Whats New (October, 2019)
AppDefense announces a significant feature release with version 2.3.0. Most notably, we have expanded the capabilities of the
AppDefense Plugin in vCenter to include vulnerability assessment, OS integrity, and behavior analysis with Machine Learning.
That’s right, we’re bringing Machine Learning models on premise.
On the SaaS side, we release a slew of features that have been top customer asks, including severity-based process kill (using
the cloud to make prevention decisions), our first RBAC capabilities, and rebootless install/upgrade so that you can start
protecting your VMs without rebooting them.
Process Kill
AppDefense adds the ability to retroactively kill processes that the App Verification Cloud determines are untrusted. Instead of
blocking everything immediately, “process kill” enables customers to operate in a semi-restrictive state—preventing only
suspected bad behavior while allowing everything else to run. Select “kill process” from the dropdown list in the service rules.
Behavior Timestamps
With the “behavior timestamps” feature, AppDefense now reports on when a behavior was last executed within a service. This
allows customers to clean up old behaviors that an app no longer needs, as well as determine an app’s most recent executions.

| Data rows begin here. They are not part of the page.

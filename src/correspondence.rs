//! Point-correspondence data model and turn-taking edit protocol.
//!
//! A correspondence set is an ordered collection of left/right point pairs.
//! Points are appended in strict alternation (left, right, left, ...), so the
//! two sides never differ in length by more than one. Pair IDs are positional
//! and recomputed at save time; they are not stable identities.

use thiserror::Error;

/// A 2D point in original-image pixel space.
///
/// Never stored in scaled/device space; see [`crate::transform`].
#[derive(Debug, Clone, Copy, PartialEq, Eq)]
pub struct Point {
    pub x: i32,
    pub y: i32,
}

impl Point {
    pub fn new(x: i32, y: i32) -> Self {
        Self { x, y }
    }
}

/// One matched correspondence with its positional 1-based ID.
#[derive(Debug, Clone, Copy, PartialEq, Eq)]
pub struct PointPair {
    pub id: usize,
    pub left: Point,
    pub right: Point,
}

/// Which side accepts the next click.
#[derive(Debug, Clone, Copy, PartialEq, Eq, Default)]
pub enum Turn {
    #[default]
    Left,
    Right,
}

/// Errors from store mutation.
#[derive(Error, Debug, Clone, Copy, PartialEq, Eq)]
pub enum StoreError {
    /// A point was offered to the side whose turn it is not.
    #[error("not this side's turn")]
    WrongTurn,

    /// Pair index outside `[0, pair_count)`.
    #[error("pair index {index} out of range (have {count} pairs)")]
    IndexOutOfRange { index: usize, count: usize },
}

/// Ordered collection of point pairs with strict left/right alternation.
///
/// The turn flag is owned here and flipped only by `add_left`/`add_right`;
/// callers cannot desynchronize it.
#[derive(Debug, Clone, Default, PartialEq, Eq)]
pub struct CorrespondenceStore {
    left: Vec<Point>,
    right: Vec<Point>,
    turn: Turn,
}

impl CorrespondenceStore {
    pub fn new() -> Self {
        Self::default()
    }

    /// Rebuild a store from balanced point lists (loading a saved file).
    ///
    /// The turn resets to left since a persisted file is always balanced.
    pub fn from_pairs(pairs: impl IntoIterator<Item = (Point, Point)>) -> Self {
        let (left, right) = pairs.into_iter().unzip();
        Self {
            left,
            right,
            turn: Turn::Left,
        }
    }

    pub fn turn(&self) -> Turn {
        self.turn
    }

    /// Number of completed pairs.
    pub fn pair_count(&self) -> usize {
        self.left.len().min(self.right.len())
    }

    /// Number of unmatched points (0 or 1 under the alternation invariant).
    pub fn pending_count(&self) -> usize {
        self.left.len().abs_diff(self.right.len())
    }

    pub fn is_empty(&self) -> bool {
        self.left.is_empty() && self.right.is_empty()
    }

    pub fn left_points(&self) -> &[Point] {
        &self.left
    }

    pub fn right_points(&self) -> &[Point] {
        &self.right
    }

    /// Completed pairs with positional 1-based IDs.
    pub fn pairs(&self) -> impl Iterator<Item = PointPair> + '_ {
        self.left
            .iter()
            .zip(&self.right)
            .enumerate()
            .map(|(i, (&left, &right))| PointPair {
                id: i + 1,
                left,
                right,
            })
    }

    /// Append a point on the left side. Fails unless it is the left turn.
    pub fn add_left(&mut self, point: Point) -> Result<(), StoreError> {
        if self.turn != Turn::Left {
            return Err(StoreError::WrongTurn);
        }
        self.left.push(point);
        self.turn = Turn::Right;
        log::debug!("Added left point ({}, {})", point.x, point.y);
        Ok(())
    }

    /// Append a point on the right side. Fails unless it is the right turn.
    pub fn add_right(&mut self, point: Point) -> Result<(), StoreError> {
        if self.turn != Turn::Right {
            return Err(StoreError::WrongTurn);
        }
        self.right.push(point);
        self.turn = Turn::Left;
        log::debug!("Added right point ({}, {})", point.x, point.y);
        Ok(())
    }

    /// Undo the most recent addition.
    ///
    /// Removes from whichever side currently has more points; when the sides
    /// are balanced, removes the last completed pair from both. No-op on an
    /// empty store. Exact inverse of the most recent `add_*`.
    pub fn undo_last(&mut self) {
        use std::cmp::Ordering;

        match self.left.len().cmp(&self.right.len()) {
            Ordering::Greater => {
                self.left.pop();
                self.turn = Turn::Left;
            }
            Ordering::Less => {
                self.right.pop();
                self.turn = Turn::Right;
            }
            Ordering::Equal => {
                if self.left.pop().is_some() {
                    self.right.pop();
                }
                self.turn = Turn::Left;
            }
        }
    }

    /// Remove the pair at position `index` from both sides.
    pub fn delete_at(&mut self, index: usize) -> Result<(), StoreError> {
        let count = self.pair_count();
        if index >= count {
            return Err(StoreError::IndexOutOfRange { index, count });
        }
        self.left.remove(index);
        self.right.remove(index);
        log::debug!("Deleted pair at index {}", index);
        Ok(())
    }

    /// Value snapshot of both point lists, for unsaved-change detection.
    pub fn snapshot(&self) -> Snapshot {
        Snapshot {
            left: self.left.clone(),
            right: self.right.clone(),
        }
    }

    /// Pairwise value comparison against a snapshot.
    pub fn matches(&self, snapshot: &Snapshot) -> bool {
        self.left == snapshot.left && self.right == snapshot.right
    }
}

/// Value copy of a store's point lists taken at save/load time.
#[derive(Debug, Clone, Default, PartialEq, Eq)]
pub struct Snapshot {
    left: Vec<Point>,
    right: Vec<Point>,
}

The “last seen” field is exposed in the AppDefense Manager at the service card-level, as well as at the individual behavior-level.
Alert Classification Enhancements
AppDefense now lowers the severity of an alert based on its overall similarity to the existing allowed behaviors for that service.

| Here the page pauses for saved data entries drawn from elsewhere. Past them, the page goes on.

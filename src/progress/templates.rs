//! Text templates for the domain message stream and the CI status block.

use crate::task::types::Task;

pub fn scan_finished(scanned_repositories: usize) -> String {
    format!("[DONE] Finished scan of {scanned_repositories} repositories")
}

pub fn lint_end(repository: &str, result_count: usize) -> String {
    if result_count > 0 {
        format!("[ERROR] {repository} {result_count} findings")
    } else {
        format!("[DONE] {repository} 0 findings")
    }
}

pub fn lint_slow(seconds: f64, file: &str) -> String {
    format!("[WARN] Linting {file} took {seconds:.1}s")
}

pub fn linter_crash(repository: &str, rule: &str) -> String {
    format!("[ERROR] {repository} crashed while executing rule {rule}")
}

pub fn worker_crash(repository: &str, error_code: Option<&str>) -> String {
    match error_code {
        Some(code) => format!("[ERROR] Worker crashed while scanning {repository} ({code})"),
        None => format!("[ERROR] Worker crashed while scanning {repository}"),
    }
}

pub fn clone_failure(repository: &str) -> String {
    format!("[ERROR] Failed to clone {repository}")
}

pub fn pull_failure(repository: &str) -> String {
    format!("[ERROR] Failed to pull {repository}")
}

pub fn read_failure(repository: &str) -> String {
    format!("[ERROR] Failed to read files of {repository}")
}

pub fn write_failure(repository: &str) -> String {
    format!("[ERROR] Failed to write results of {repository}")
}

/// Status block published on the keep-alive channel: scanned count plus one
/// line per in-flight task with its step and, when known, file progress.
pub fn ci_status(scanned_repositories: usize, tasks: &[Task]) -> String {
    let mut lines = vec![format!(
        "[STATUS] Scanned {scanned_repositories} repositories, {} scans in progress",
        tasks.len()
    )];

    for task in tasks {
        let mut line = format!(" - {} [{}]", task.repository, task.step);
        if let (Some(index), Some(count)) = (task.current_file_index, task.file_count) {
            line.push_str(&format!(" {index}/{count}"));
        }
        lines.push(line);
    }

    lines.join("\n")
}

#[cfg(test)]
mod tests {
    use super::*;
    use crate::task::types::{TaskStep, TaskUpdate};

    #[test]
    fn test_lint_end_reflects_repository_and_count() {
        let with_findings = lint_end("org/b", 3);
        assert!(with_findings.contains("org/b"));
        assert!(with_findings.contains('3'));
        assert!(with_findings.starts_with("[ERROR]"));

        let clean = lint_end("org/a", 0);
        assert!(clean.contains("org/a"));
        assert!(clean.starts_with("[DONE]"));
    }

    #[test]
    fn test_scan_finished_reflects_count() {
        assert!(scan_finished(7).contains('7'));
    }

    #[test]
    fn test_worker_crash_with_and_without_code() {
        assert!(worker_crash("org/a", Some("137")).contains("137"));
        assert!(!worker_crash("org/a", None).contains('('));
    }

    #[test]
    fn test_ci_status_lists_tasks_with_progress() {
        let mut lint_task = Task::new("org/a");
        lint_task.apply(
            TaskUpdate::new()
                .step(TaskStep::Lint)
                .file_count(10)
                .current_file_index(4),
        );
        let clone_task = Task::new("org/b");

        let status = ci_status(2, &[lint_task, clone_task]);
        let lines: Vec<&str> = status.lines().collect();

        assert_eq!(lines.len(), 3);
        assert!(lines[0].contains("Scanned 2 repositories"));
        assert!(lines[1].contains("org/a [LINT] 4/10"));
        assert!(
            lines[2].ends_with("org/b [START]"),
            "no progress suffix without counts: {}",
            lines[2]
        );
    }
}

This improvement allows the service behaviors to be more flexible and means less work for the operator.
AppDefense now also defines a list of known processes that warrant further investigation. Deviations from processes in this list
result in higher severity alerts.
SaaS User Roles
AppDefense now defines two user roles for the operation of the SaaS Manager—“Admin” and “Analyst.” Admins have
full privileges, including user configuration and remediation settings (block, suspend, kill, etc). Analyst is the default user
role and cannot change remediation settings. For a complete breakdown of responsibilities, consult the user guide.

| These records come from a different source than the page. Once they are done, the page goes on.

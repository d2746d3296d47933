//! Repository task state and registry

pub mod registry;
pub mod types;

pub use registry::TaskRegistry;
pub use types::{Task, TaskStep, TaskUpdate};
//! Semantic color tags carried by messages and tasks.
//!
//! Coloring is applied only when the `enabled` flag passed to `paint()` is
//! true, avoiding global mutable state. Renderers that want plain text simply
//! pass `false`.

use colored::Color;
use serde::{Deserialize, Serialize};
use strum_macros::Display;

/// Semantic color tag attached to a message or task. The tag names a role
/// (success, in-progress, failure), not a terminal escape sequence; mapping
/// to ANSI happens in [`MessageColor::paint`].
#[derive(Debug, Clone, Copy, PartialEq, Eq, Serialize, Deserialize, Display)]
#[strum(serialize_all = "lowercase")]
#[serde(rename_all = "lowercase")]
pub enum MessageColor {
    Green,
    Yellow,
    Red,
}

impl MessageColor {
    pub fn color(self) -> Color {
        match self {
            MessageColor::Green => Color::Green,
            MessageColor::Yellow => Color::Yellow,
            MessageColor::Red => Color::Red,
        }
    }

    fn ansi_code(self) -> &'static str {
        match self.color() {
            Color::Green => "32",
            Color::Yellow => "33",
            Color::Red => "31",
            _ => "39",
        }
    }

    /// Wrap `text` in the tag's ANSI escape codes when `enabled` is true.
    pub fn paint(self, text: &str, enabled: bool) -> String {
        if !enabled {
            return text.to_string();
        }
        format!("\x1b[{}m{}\x1b[0m", self.ansi_code(), text)
    }
}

Rebootless Install and Upgrade
The AppDefense guest module can now be upgraded without requiring a reboot. This is a major improvement in usability and
operationalization for the solution. This feature is available if your guest module is 2.2.1 or higher.
Domain Name Support for Allowed Behaviors
AppDefense can now create allowed behaviors based on DNS records, as opposed to IP addresses. This is a major improvement
in determining robust manifests for a service, resulting in fewer behaviors to monitor and fewer deviations from the manifest.
Severity-based Remediations
All remediation actions, except for block, now only get triggered by critical alerts. All other events (serious, minor, and info) will
simply alert. This enhancement should increase comfort with deploying remediation actions, as only the most critical deviations
will generate an action on the guest.
Support for NSX-T
AppDefense now supports integration with NSX-T for quarantine remediation. AppDefense will continue to support the existing
NSX-V integration.
Proxy Support
AppDefense adds SOCKS4 and SOCKS5 Proxy support for the AppDefense Appliance, in addition to the existing HTTP Proxy
support.
Health Monitoring for AppDefense Components
If a host or guest module becomes unreachable, AppDefense proactively collects host and guest logs for
immediate troubleshooting. This setting is available in the Appliance UI.
Upgrade Improvements
AppDefense announces a number of usability improvements to make appliance upgrades simpler and more seamless. One such
feature is the ability to automatically roll the appliance back to a stable state in case of failure. Automatic reversion increases
comfort with turning on “auto upgrade.” This feature is available in appliance versions 2.2.1 and onward when you partition an
additional 60GB of disk space for the automated snapshot.
Increased Scale Targets
Appliance scale targets are increased again to 250 Hosts and 3000 VMs (per vCenter).
Intelligent Wildcarding
With this release, AppDefense curates a list of process CLIs that have higher wildcarded thresholds. This feature gives users
greater control over key software in their environment.